▶ _ABOUT THIS EXERCISE_: Everything in the records below should be set down again, word for word.

▶ _INPUT_:
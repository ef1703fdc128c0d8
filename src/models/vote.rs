use chrono::{DateTime, Utc};
use serde::{Deserialize, Serialize};
use uuid::Uuid;

use crate::errors::{AppError, AppResult};

/// A live rating. "No vote" is `Option::<Rating>::None`, never a zero.
#[derive(Debug, Clone, Copy, PartialEq, Eq, Serialize, Deserialize)]
#[serde(rename_all = "lowercase")]
pub enum Rating {
    Up,
    Down,
}

impl Rating {
    pub fn value(self) -> i64 {
        match self {
            Rating::Up => 1,
            Rating::Down => -1,
        }
    }

    pub fn from_value(value: i64) -> AppResult<Self> {
        match value {
            1 => Ok(Rating::Up),
            -1 => Ok(Rating::Down),
            other => Err(AppError::internal(format!("invalid stored rating: {other}"))),
        }
    }
}

#[derive(Debug, Clone, PartialEq, Serialize, Deserialize)]
pub struct Vote {
    pub user_id: Uuid,
    pub joke_id: Uuid,
    pub rating: Rating,
    pub created_at: DateTime<Utc>,
    pub updated_at: DateTime<Utc>,
}

/// What a like/dislike did to the (user, joke) row.
#[derive(Debug, Clone, Copy, PartialEq, Eq, Serialize)]
#[serde(rename_all = "snake_case")]
pub enum VoteChange {
    Created(Rating),
    Flipped { from: Rating, to: Rating },
}

impl VoteChange {
    /// Decide the change for casting `wanted` over `existing`.
    /// Casting the same direction twice is a conflict.
    pub fn plan(existing: Option<Rating>, wanted: Rating) -> AppResult<Self> {
        match existing {
            None => Ok(VoteChange::Created(wanted)),
            Some(current) if current == wanted => Err(already_cast(wanted)),
            Some(current) => Ok(VoteChange::Flipped { from: current, to: wanted }),
        }
    }

    pub fn rating(&self) -> Rating {
        match self {
            VoteChange::Created(r) => *r,
            VoteChange::Flipped { to, .. } => *to,
        }
    }
}

/// Conflict for casting the direction a user already holds.
pub fn already_cast(rating: Rating) -> AppError {
    AppError::conflict(match rating {
        Rating::Up => "You have already liked this joke.",
        Rating::Down => "You have already disliked this joke.",
    })
}

/// Vote summary for one joke.
#[derive(Debug, Clone, Copy, PartialEq, Default, Serialize)]
pub struct JokeScore {
    pub likes: i64,
    pub dislikes: i64,
    /// Net rating as a percentage of votes cast, rounded to two decimals.
    /// Zero when the net rating is not positive.
    pub average_rating: f64,
}

impl JokeScore {
    pub fn new(likes: i64, dislikes: i64) -> Self {
        let total = likes + dislikes;
        let net = likes - dislikes;
        let average_rating = if net > 0 && total > 0 {
            ((net as f64 / total as f64) * 100.0 * 100.0).round() / 100.0
        } else {
            0.0
        };
        Self { likes, dislikes, average_rating }
    }

    pub fn total(&self) -> i64 {
        self.likes + self.dislikes
    }
}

▶ _REPLY_:
repository ef1703fdc128c0d8
filename src/models/vote.rs
use chrono::{DateTime, Utc};
use serde::{Deserialize, Serialize};
use uuid::Uuid;

use crate::errors::{AppError, AppResult};

/// A live rating. "No vote" is `Option::<Rating>::None`, never a zero.
#[derive(Debug, Clone, Copy, PartialEq, Eq, Serialize, Deserialize)]
#[serde(rename_all = "lowercase")]
pub enum Rating {
    Up,
    Down,
}

impl Rating {
    pub fn value(self) -> i64 {
        match self {
            Rating::Up => 1,
            Rating::Down => -1,
        }
    }

    pub fn from_value(value: i64) -> AppResult<Self> {
        match value {
            1 => Ok(Rating::Up),
            -1 => Ok(Rating::Down),
            other => Err(AppError::internal(format!("invalid stored rating: {other}"))),
        }
    }
}

#[derive(Debug, Clone, PartialEq, Serialize, Deserialize)]
pub struct Vote {
    pub user_id: Uuid,
    pub joke_id: Uuid,
    pub rating: Rating,
    pub created_at: DateTime<Utc>,
    pub updated_at: DateTime<Utc>,
}

/// What a like/dislike did to the (user, joke) row.
#[derive(Debug, Clone, Copy, PartialEq, Eq, Serialize)]
#[serde(rename_all = "snake_case")]
pub enum VoteChange {
    Created(Rating),
    Flipped { from: Rating, to: Rating },
}

impl VoteChange {
    /// Decide the change for casting `wanted` over `existing`.
    /// Casting the same direction twice is a conflict.
    pub fn plan(existing: Option<Rating>, wanted: Rating) -> AppResult<Self> {
        match existing {
            None => Ok(VoteChange::Created(wanted)),
            Some(current) if current == wanted => Err(already_cast(wanted)),
            Some(current) => Ok(VoteChange::Flipped { from: current, to: wanted }),
        }
    }

    pub fn rating(&self) -> Rating {
        match self {
            VoteChange::Created(r) => *r,
            VoteChange::Flipped { to, .. } => *to,
        }
    }
}

/// Conflict for casting the direction a user already holds.
pub fn already_cast(rating: Rating) -> AppError {
    AppError::conflict(match rating {
        Rating::Up => "You have already liked this joke.",
        Rating::Down => "You have already disliked this joke.",
    })
}

/// Vote summary for one joke.
#[derive(Debug, Clone, Copy, PartialEq, Default, Serialize)]
pub struct JokeScore {
    pub likes: i64,
    pub dislikes: i64,
    /// Net rating as a percentage of votes cast, rounded to two decimals.
    /// Zero when the net rating is not positive.
    pub average_rating: f64,
}

impl JokeScore {
    pub fn new(likes: i64, dislikes: i64) -> Self {
        let total = likes + dislikes;
        let net = likes - dislikes;
        let average_rating = if net > 0 && total > 0 {
            ((net as f64 / total as f64) * 100.0 * 100.0).round() / 100.0
        } else {
            0.0
        };
        Self { likes, dislikes, average_rating }
    }

    pub fn total(&self) -> i64 {
        self.likes + self.dislikes
    }
}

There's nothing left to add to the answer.